SAN FRANCISCO—Maybe they should call it Wild Goose Chase Center. The Warriors were looking for their locker rooms—no one left a trail of bread crumbs—and they were looking for their rhythm.

  Maybe they also were looking for Kevin Durant, Andre Iguodala and Shaun Livingston, but unlike the rhythm they aren’t coming back.

  A new season—well, the prelude to a new season—and as everyone knows a new home, $2 billion Chase Center, on the edge of the Bay and a bit south of Oracle Park, where Saturday evening, the Dubs opened their exhibition season, getting  whumped by the Los Angeles Lakers, 123-101.

  The idea in exhibitions, we’re told, is not so much to win but to play everyone, especially the new kids—and the Warriors have a great many of them—to learn what they can or can’t do.

  But to start, Steve Kerr, about begin his sixth year as head coach, and quite probably his first without reaching the NBA finals, had to figure out where to go at the Chase after 47 years at the other Oracle (nee Oakland Coliseum Arena) across the Bay.

   “It’s a great building,” said Kerr, and certainly when you spend as much as was spent, it should be. “The place was packed,” (It was a sellout 18,064, which for those counting numbers is about 1,000 fewer than could pack Oracle Arena.)

“It seemed like everybody, including players, coaches and officials was looking around,” said Kerr. “Our first night here, and it just felt strange. We were used to Oracle

  “Before the game I didn’t know where to find my assistant coaches.”

  They were located. Unlike his offense.   

  Steph Curry was Steph Curry. That pro-am round with Phil Mickelson at the Safeway Open at Silverado in Napa, did nothing to hurt Steph’s overall accuracy, although he was just 1 of 5 on 3-pointers.  Curry, on court a shade under 18 minutes, ended up scoring a game-high 18.

“It’s still weird,” Curry said of playing at Chase. His historic first shot at Chase was perfectly planned, although not perfectly executed.  It was a 31-foot jumper that went maybe 31 feet, 6 inches

   “(The shot) was choreographed Friday,” said Curry, “to christen Chase Center the right way. Obviously it was an air ball, but I thought it was fitting to take a wild shot to get the building right.”

Jordan Poole, the Warriors first pick in this summer’s NBA draft, from Michigan (28th overall) made 4 of his 9 3-point attempts and scored 17.
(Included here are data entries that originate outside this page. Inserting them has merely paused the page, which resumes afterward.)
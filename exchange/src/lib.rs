//! Distributed halo exchange
//!
//! Builds per-variable, per-neighbour send/receive buffers and runs the
//! four-phase dirty-halo exchange protocol over the transport seam, with
//! a lock-handshake fast path for shared-memory peers.

pub mod buffer;
pub mod halo;

pub use buffer::{HaloBuffer, NeighborBufs, ShmRegion};
pub use halo::{ExchangeStats, HaloEngine, HaloFlags};

#[cfg(test)]
mod tests {
    use super::halo::{HaloEngine, HaloFlags};
    use comm::mem::MemWorld;
    use comm::{Communicator, Env};
    use data::dims::DimSet;
    use data::idx::Indices;
    use data::var::{Var, VarDim, VarStore};
    use data::{Idx, Precision};
    use std::sync::Arc;
    use std::thread;
    use topology::{setup_rank_layout, LayoutRequest, RankLayout};

    /// Build a 1-D var of local domain 8 with halo 1, offset by rank
    fn make_store(layout: &RankLayout) -> VarStore {
        let mut x = VarDim::domain("x");
        x.domain_size = layout.rank_sizes[0];
        x.left_halo = 1;
        x.right_halo = 1;
        x.left_pad = 1;
        x.right_pad = 1;
        x.rank_offset = layout.rank_offsets[0];
        let mut v = Var::new("u", vec![VarDim::step("t"), x]);
        v.set_alloc_steps(2);
        v.alloc_storage();
        let mut store = VarStore::new();
        store.insert(v);
        store
    }

    fn run_two_ranks(use_shm: bool) {
        let world = MemWorld::new(2);
        let comms = world.communicators();
        let dims = DimSet::new("t", ["x"], Vec::<String>::new());
        thread::scope(|s| {
            for c in comms {
                let dims = dims.clone();
                s.spawn(move || {
                    let me = c.rank();
                    let env = Env::with_comm(Arc::new(c));
                    let mut req = LayoutRequest::new(1);
                    req.global_sizes = Indices(vec![16]);
                    req.use_shm = use_shm;
                    let layout = setup_rank_layout(&env, &dims, &req).unwrap();
                    let store = make_store(&layout);
                    let var = store.by_name("u").unwrap();

                    // Fill owned points with globally unique values.
                    for x in 0..8 {
                        let g = layout.rank_offsets[0] + x;
                        for t in 0..2 {
                            var.set_element(&[t, g], (10 * t + g) as Precision, true)
                                .unwrap();
                        }
                    }
                    var.set_dirty(true, 0);
                    var.set_dirty(true, 1);

                    let mut engine = HaloEngine::new(
                        &store,
                        &layout.neighborhood,
                        &*env.comm,
                        use_shm,
                        false,
                    );
                    engine
                        .exchange(&store, &*env.comm, HaloFlags::ALL)
                        .unwrap();

                    // Halo points now hold the neighbour's boundary values.
                    let halo_x: Idx = if me == 0 { 8 } else { 7 };
                    for t in 0..2 {
                        assert_eq!(
                            var.get_element(&[t, halo_x], true).unwrap(),
                            (10 * t + halo_x) as Precision,
                            "rank {me} halo at x={halo_x} step {t}"
                        );
                    }
                    assert!(!var.is_dirty(0) && !var.is_dirty(1));
                    let stats = engine.stats();
                    assert_eq!(stats.num_exchanges, 1);
                    assert_eq!(stats.num_var_swaps, 1);

                    // A clean var is skipped entirely.
                    engine
                        .exchange(&store, &*env.comm, HaloFlags::ALL)
                        .unwrap();
                    assert_eq!(engine.stats().num_var_swaps, 1);
                });
            }
        });
    }

    #[test]
    fn two_rank_exchange_message_path() {
        run_two_ranks(false);
    }

    #[test]
    fn two_rank_exchange_shm_path() {
        run_two_ranks(true);
    }

    #[test]
    fn split_exchange_matches_overlap_protocol() {
        let world = MemWorld::new(2);
        let comms = world.communicators();
        let dims = DimSet::new("t", ["x"], Vec::<String>::new());
        thread::scope(|s| {
            for c in comms {
                let dims = dims.clone();
                s.spawn(move || {
                    let me = c.rank();
                    let env = Env::with_comm(Arc::new(c));
                    let mut req = LayoutRequest::new(1);
                    req.global_sizes = Indices(vec![16]);
                    let layout = setup_rank_layout(&env, &dims, &req).unwrap();
                    let store = make_store(&layout);
                    let var = store.by_name("u").unwrap();
                    for x in 0..8 {
                        let g = layout.rank_offsets[0] + x;
                        var.set_element(&[0, g], g as Precision, true).unwrap();
                    }
                    var.set_dirty(true, 0);

                    let mut engine =
                        HaloEngine::new(&store, &layout.neighborhood, &*env.comm, false, false);

                    // Exterior pass posts, interior pass completes.
                    let post = HaloFlags {
                        do_left: true,
                        do_right: true,
                        do_interior: false,
                    };
                    let complete = HaloFlags {
                        do_left: false,
                        do_right: false,
                        do_interior: true,
                    };
                    engine.exchange(&store, &*env.comm, post).unwrap();
                    assert!(var.is_dirty(0), "dirty until the completion half");
                    engine.exchange(&store, &*env.comm, complete).unwrap();
                    assert!(!var.is_dirty(0));

                    let halo_x: Idx = if me == 0 { 8 } else { 7 };
                    assert_eq!(
                        var.get_element(&[0, halo_x], true).unwrap(),
                        halo_x as Precision
                    );
                });
            }
        });
    }

    #[test]
    fn single_rank_is_a_no_op() {
        let env = Env::new_local();
        let dims = DimSet::new("t", ["x"], Vec::<String>::new());
        let mut req = LayoutRequest::new(1);
        req.global_sizes = Indices(vec![16]);
        let layout = setup_rank_layout(&env, &dims, &req).unwrap();
        let store = make_store(&layout);
        store.by_name("u").unwrap().set_dirty(true, 0);
        let mut engine =
            HaloEngine::new(&store, &layout.neighborhood, &*env.comm, false, false);
        engine
            .exchange(&store, &*env.comm, HaloFlags::ALL)
            .unwrap();
        // Nothing exchanged, dirty bit untouched by the engine.
        assert_eq!(engine.stats().num_exchanges, 0);
    }
}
  Early on, however, nobody shot well for the Dubs, who were down 18 points, 27-9, eight minutes into the game.

    So, yes, it’s a glorified workout, a test to see how your team plays and matches up. But with LeBron James (14 points) and Anthony Davis (13) controlling the inside, there was a sense the Warriors are in trouble—and will be until Klay Thompson comes back in February.
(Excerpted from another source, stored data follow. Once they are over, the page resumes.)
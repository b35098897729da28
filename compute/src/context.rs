//! Tile scheduler
//!
//! `run_solution` walks the step axis in wave-front strides; inside each
//! stride the region loop covers the (extended) rank, blocks run on the
//! region thread pool, mini-blocks walk sequentially inside a block and
//! sub-blocks fan out over the block threads. Wave-front and
//! temporal-block shifting keep stencil dependencies satisfied while
//! tiles march through time; under comm overlap the rank exterior runs
//! first so halo messages travel while the interior computes.

use crate::bundle::{EvalCtx, VarRef, WriteMask};
use crate::scan::{scan, ScanIndices, ScanMods};
use crate::solution::Solution;
use crate::{round_up_flr, Error, Result};
use data::dims::DimSet;
use data::idx::Indices;
use data::var::Var;
use data::{ceil_div, div_flr, mod_flr, round_down_flr, Idx};
use exchange::HaloFlags;
use log::trace;

/// Which part of the rank a pass covers under comm/compute overlap
#[derive(Copy, Clone, Debug, PartialEq, Eq)]
pub(crate) enum MpiSection {
    /// No overlap: the whole rank in one pass
    All,
    /// One exterior slab: the given side of the given domain dim
    Exterior { dim: usize, left: bool },
    /// Everything that touches no outgoing halo
    Interior,
}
  Klay was on the bench, in uniform, and when shown on the big screen received a deserved ovation but because of the knee injury incurred in the finals last June still is unable to compete or even run.

  D’Angelo Russell, who came in the trade for Durant from Brooklyn, started where Klay would have been, at the other guard spot, and had  just 4 points.

 “For the most part,” said Curry of Russell joining him in the backcourt, “it’s getting him used to when we don’t call plays. It’s our second nature. Our reads, spacing and overall expectations. I told him there’s nothing he needs to change about the way he plays.”

 If there is anything Poole or Eric Paschal, the 6-foot-7 forward from Fordham, selected in the second round of the 2019 draft, need to change it wasn’t apparent.

  “I thought they both played well,” said Kerr of Poole and Paschal.”They both showed their skill and ability. Jordan, obviously, we drafted him for his ability to put the ball in the basket. You can see his confidence,”

  Poole was asked to reflect on his first—albeit unofficial—NBA game of what very well could be a long career. “It’s insane,” he said of the movement. ‘Especially coming from the Big Ten, where everybody just kind of sits at the elbow. There’s a lot of length and a lot of speed and quickness.”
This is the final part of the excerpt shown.